Au départ, le dessin et la photographie se rejoignent uniquement sur un plan thématique et conceptuel. Lorsqu’elle réexamine L’Origine du Monde de Gustave Courbet, Cécilia Jauniau nous offre une vision poétique et extrêmement sensuelle du sexe féminin qui est alors envisagé comme un jardin secret où s’épanouissent des fleurs inconnues. L’artiste favorise une déconstruction de la représentation du corps des femmes en y ajoutant une pointe personnelle et subjective. Au fil de ses recherches, elle collecte des images de femmes, aux visages sévères et autoritaires, bardées de chignons rigides et de vêtements spartiates. Des femmes rangées en accord avec un discours dominant qui lui demande d’incarner sa vision de la femme : silencieuse, morale, soumise et exemplaire. Cécilia Jauniau travaille à partir de ces images obsolètes, puis déclenche un processus de libération de ces femmes dont les corps et esprits sont contraints, empêchés et dépendants du regard d’autrui. L’artiste passe outre les prescriptions sociétales et morales, elle déshabille les femmes et révèle leurs lumières, leurs formes, leurs peaux, leurs intimités. Elle se laisse guider par ses instincts qu’elle transpose aux inconnues dont elle veut tout connaître et imaginer.

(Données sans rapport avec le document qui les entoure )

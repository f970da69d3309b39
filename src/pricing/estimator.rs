use super::database::{PriceEntry, PricingDatabase, SizeTier};
use serde::Serialize;

const LARGE_KEYWORDS: &[&str] = &["大", "large", "big", "長い", "厚い"];
const SMALL_KEYWORDS: &[&str] = &["小", "small", "mini", "短い", "薄い"];

/// Classifies a size tier from free text. Large keywords win over small ones.
pub fn classify_size(text: &str) -> SizeTier {
    let text = text.to_lowercase();
    if LARGE_KEYWORDS.iter().any(|k| text.contains(k)) {
        SizeTier::Large
    } else if SMALL_KEYWORDS.iter().any(|k| text.contains(k)) {
        SizeTier::Small
    } else {
        SizeTier::Medium
    }
}

/// How a price was resolved, for diagnostics and the `price` command.
#[derive(Debug, Clone, PartialEq, Eq, Serialize)]
pub struct PriceEstimate {
    pub price: i64,
    pub category: Option<String>,
    pub part_type: Option<String>,
    pub tier: Option<SizeTier>,
}

/// Resolves unit prices from a [`PricingDatabase`]. Pure, no I/O.
#[derive(Debug, Clone, Copy)]
pub struct UnitPriceEstimator<'a> {
    db: &'a PricingDatabase,
}

impl Default for UnitPriceEstimator<'static> {
    fn default() -> Self {
        Self::new(PricingDatabase::standard())
    }
}

impl<'a> UnitPriceEstimator<'a> {
    pub fn new(db: &'a PricingDatabase) -> Self {
        Self { db }
    }

    pub fn database(&self) -> &'a PricingDatabase {
        self.db
    }

    pub fn estimate(&self, part_name: &str, category: &str, material: &str, description: &str) -> i64 {
        self.estimate_traced(part_name, category, material, description)
            .price
    }

    pub fn estimate_traced(
        &self,
        part_name: &str,
        category: &str,
        material: &str,
        description: &str,
    ) -> PriceEstimate {
        let Some(prices) = self.db.category(category) else {
            return PriceEstimate {
                price: self.db.default_price(),
                category: None,
                part_type: None,
                tier: None,
            };
        };

        let Some(part_type) = prices.match_part_type(part_name) else {
            return PriceEstimate {
                price: prices.default_price,
                category: Some(prices.name.to_string()),
                part_type: None,
                tier: None,
            };
        };

        let tier = match part_type.price {
            PriceEntry::Tiered { .. } => {
                Some(classify_size(&format!("{} {} {}", part_name, description, material)))
            }
            PriceEntry::Flat(_) => None,
        };

        PriceEstimate {
            price: part_type.price.price_for(tier.unwrap_or(SizeTier::Medium)),
            category: Some(prices.name.to_string()),
            part_type: Some(part_type.keyword.to_string()),
            tier,
        }
    }
}
//! LLM client backed by the `genai` crate (Gemini, OpenAI, Anthropic, Ollama, ...).

use super::client::LLMClient;
use super::error::BackendError;
use super::types::{ChatMessage, LLMRequest, LLMResponse, MessageRole};
use async_trait::async_trait;
use genai::adapter::AdapterKind;
use genai::chat::{ChatMessage as GenAIChatMessage, ChatOptions, ChatRequest as GenAIChatRequest};
use genai::resolver::{AuthData, Endpoint, ServiceTargetResolver};
use genai::{Client, ModelIden, ServiceTarget};
use std::time::Duration;
use tracing::{debug, error, warn};

/// Overrides the provider endpoint, e.g. for a proxy or a local gateway.
pub const API_BASE_URL_ENV: &str = "ESTIMATOR_API_BASE_URL";

pub struct GenAIClient {
    client: Client,
    model: String,
    provider: AdapterKind,
    timeout: Duration,
}

/// Parses a provider name such as `gemini` or `anthropic`.
pub fn parse_provider(name: &str) -> Option<AdapterKind> {
    match name.trim().to_lowercase().as_str() {
        "claude" => Some(AdapterKind::Anthropic),
        "google" => Some(AdapterKind::Gemini),
        other => AdapterKind::from_lower_str(other),
    }
}

/// True when the provider needs no key or its key variable is set.
pub fn provider_has_credentials(provider: AdapterKind) -> bool {
    match provider.default_key_env_name() {
        None => true,
        Some(env_var) => std::env::var(env_var).is_ok(),
    }
}

impl GenAIClient {
    pub fn new(provider: AdapterKind, model: String, timeout: Duration) -> Result<Self, BackendError> {
        if model.trim().is_empty() {
            return Err(BackendError::ConfigurationError {
                message: "model name is empty".to_string(),
            });
        }

        let client = match std::env::var(API_BASE_URL_ENV).ok() {
            Some(endpoint_url) => {
                debug!(provider = provider.as_str(), endpoint = %endpoint_url, "Using custom endpoint");
                let model_name = model.clone();
                let resolver = ServiceTargetResolver::from_resolver_fn(
                    move |_target: ServiceTarget| -> Result<ServiceTarget, genai::resolver::Error> {
                        let auth = match provider.default_key_env_name() {
                            Some(api_key_var) => AuthData::from_env(api_key_var),
                            None => AuthData::from_single(""),
                        };
                        Ok(ServiceTarget {
                            endpoint: Endpoint::from_owned(endpoint_url.clone()),
                            auth,
                            model: ModelIden::new(provider, &model_name),
                        })
                    },
                );
                Client::builder()
                    .with_service_target_resolver(resolver)
                    .build()
            }
            None => Client::default(),
        };

        debug!(provider = provider.as_str(), model = %model, "Creating GenAI client");

        Ok(Self {
            client,
            model,
            provider,
            timeout,
        })
    }

    fn convert_message(msg: &ChatMessage) -> GenAIChatMessage {
        match msg.role {
            MessageRole::System => GenAIChatMessage::system(&msg.content),
            MessageRole::User => GenAIChatMessage::user(&msg.content),
            MessageRole::Assistant => GenAIChatMessage::assistant(&msg.content),
        }
    }
}

/// An empty completion (for example after a safety block) is still a
/// completion; the response parser turns it into a fallback result.
fn completion(provider: AdapterKind, text: Option<&str>, elapsed: Duration) -> LLMResponse {
    let content = text.unwrap_or_default();
    if content.trim().is_empty() {
        warn!("{} returned an empty completion", provider.as_str());
    }
    LLMResponse::text(content, elapsed)
}

#[async_trait]
impl LLMClient for GenAIClient {
    async fn chat(&self, request: LLMRequest) -> Result<LLMResponse, BackendError> {
        let start = std::time::Instant::now();

        let messages: Vec<GenAIChatMessage> =
            request.messages.iter().map(Self::convert_message).collect();
        let genai_request = GenAIChatRequest::new(messages);

        let mut options = ChatOptions::default();
        if let Some(temp) = request.temperature {
            options = options.with_temperature(temp as f64);
        }
        if let Some(max_tokens) = request.max_tokens {
            options = options.with_max_tokens(max_tokens);
        }

        let response = match tokio::time::timeout(
            self.timeout,
            self.client
                .exec_chat(&self.model, genai_request, Some(&options)),
        )
        .await
        {
            Ok(Ok(resp)) => resp,
            Ok(Err(e)) => {
                error!("{} API error: {}", self.provider.as_str(), e);
                return Err(BackendError::ApiError {
                    message: format!("{} request failed: {}", self.provider.as_str(), e),
                    status_code: None,
                });
            }
            Err(_) => {
                error!(
                    "{} request timed out after {}s",
                    self.provider.as_str(),
                    self.timeout.as_secs()
                );
                return Err(BackendError::TimeoutError {
                    seconds: self.timeout.as_secs(),
                });
            }
        };

        Ok(completion(
            self.provider,
            response.first_text(),
            start.elapsed(),
        ))
    }

    fn name(&self) -> &str {
        self.provider.as_str()
    }

    fn model_info(&self) -> Option<String> {
        Some(self.model.clone())
    }
}

impl std::fmt::Debug for GenAIClient {
    fn fmt(&self, f: &mut std::fmt::Formatter<'_>) -> std::fmt::Result {
        f.debug_struct("GenAIClient")
            .field("provider", &self.provider)
            .field("model", &self.model)
            .field("timeout", &self.timeout)
            .finish()
    }
}
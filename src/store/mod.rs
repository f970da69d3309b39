//! Job document persistence.
//!
//! Documents are flat JSON objects addressed by collection and id. Updates
//! merge top-level fields and stamp `updated_at`.

pub mod file;
pub mod memory;

use crate::job::{JobDocument, JobRef, UPDATED_AT_FIELD};
use async_trait::async_trait;
use serde_json::{Map, Value};
use std::path::PathBuf;
use thiserror::Error;

pub use file::JsonFileStore;
pub use memory::MemoryDocumentStore;

#[derive(Debug, Error)]
pub enum StoreError {
    #[error("document {0} not found")]
    NotFound(String),

    #[error("document {0} already exists")]
    AlreadyExists(String),

    #[error("invalid document key '{0}'")]
    InvalidKey(String),

    #[error("I/O error at {path}: {source}")]
    Io {
        path: PathBuf,
        #[source]
        source: std::io::Error,
    },

    #[error("document {job} is not a JSON object: {source}")]
    Corrupt {
        job: String,
        #[source]
        source: serde_json::Error,
    },

    #[error("document store unavailable: {0}")]
    Unavailable(String),
}

#[async_trait]
pub trait DocumentStore: Send + Sync {
    /// Reads a document; `None` when it does not exist.
    async fn get(&self, job: &JobRef) -> Result<Option<JobDocument>, StoreError>;

    /// Merges `fields` into an existing document.
    async fn update(&self, job: &JobRef, fields: Map<String, Value>) -> Result<(), StoreError>;

    /// Creates a document; fails if one already exists.
    async fn create(&self, job: &JobRef, fields: Map<String, Value>) -> Result<(), StoreError>;

    fn name(&self) -> &str;
}

pub(crate) fn merge_fields(target: &mut Map<String, Value>, fields: Map<String, Value>) {
    for (key, value) in fields {
        target.insert(key, value);
    }
    target.insert(
        UPDATED_AT_FIELD.to_string(),
        Value::String(chrono::Utc::now().to_rfc3339()),
    );
}

/// Rejects keys that could escape a collection directory.
pub(crate) fn check_key(key: &str) -> Result<(), StoreError> {
    let bad = key.is_empty()
        || key == "."
        || key == ".."
        || key.contains(['/', '\\', '\0']);
    if bad {
        Err(StoreError::InvalidKey(key.to_string()))
    } else {
        Ok(())
    }
}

Alors un nouvel univers s’impose, de nouveaux codes sont possibles, une représentation alternative éclot. Des codes garants d’une liberté absolue, de désirs mis à jours, de silences éloquents et de corps assumés. Le chignon, chevelure domestiquée, devient un sujet à part entière, il est séparé du corps féminin et existe en tant que tel. Il est associé à un élément organique et végétal dont les formes évoquent celles du corps féminin. Le chignon dissimule les visages, qui dans la majorité de ses dessins sont absents, couverts par de longues chevelures, masqués. L’identité importe peu, l’artiste met l’accent sur l’acte, l’émotion, la transformation impudique, ainsi que sur sa relation avec le modèle, qu’il soit réel ou extirpé du passé. Cécilia Jauniau explique : « Ce désir de capter des expressions singulières m’emmène à proposer aux modèles une expérience très personnelle devant l’objectif, j’incite les femmes à réaliser une performance (physique), en déplaçant plus loin leurs
propres limites physiques pour atteindre une nouvelle dimension psychique, vers le lâcher prise. » Elle nous fait entrer dans leur intimité pure et authentique, en fouillant les formes arrondies, les courbures sensuelles, la chair généreuse, sans jamais les idéaliser. L’expérience féminine est traduite en tant que telle, avec sobriété, sensibilité et exigence.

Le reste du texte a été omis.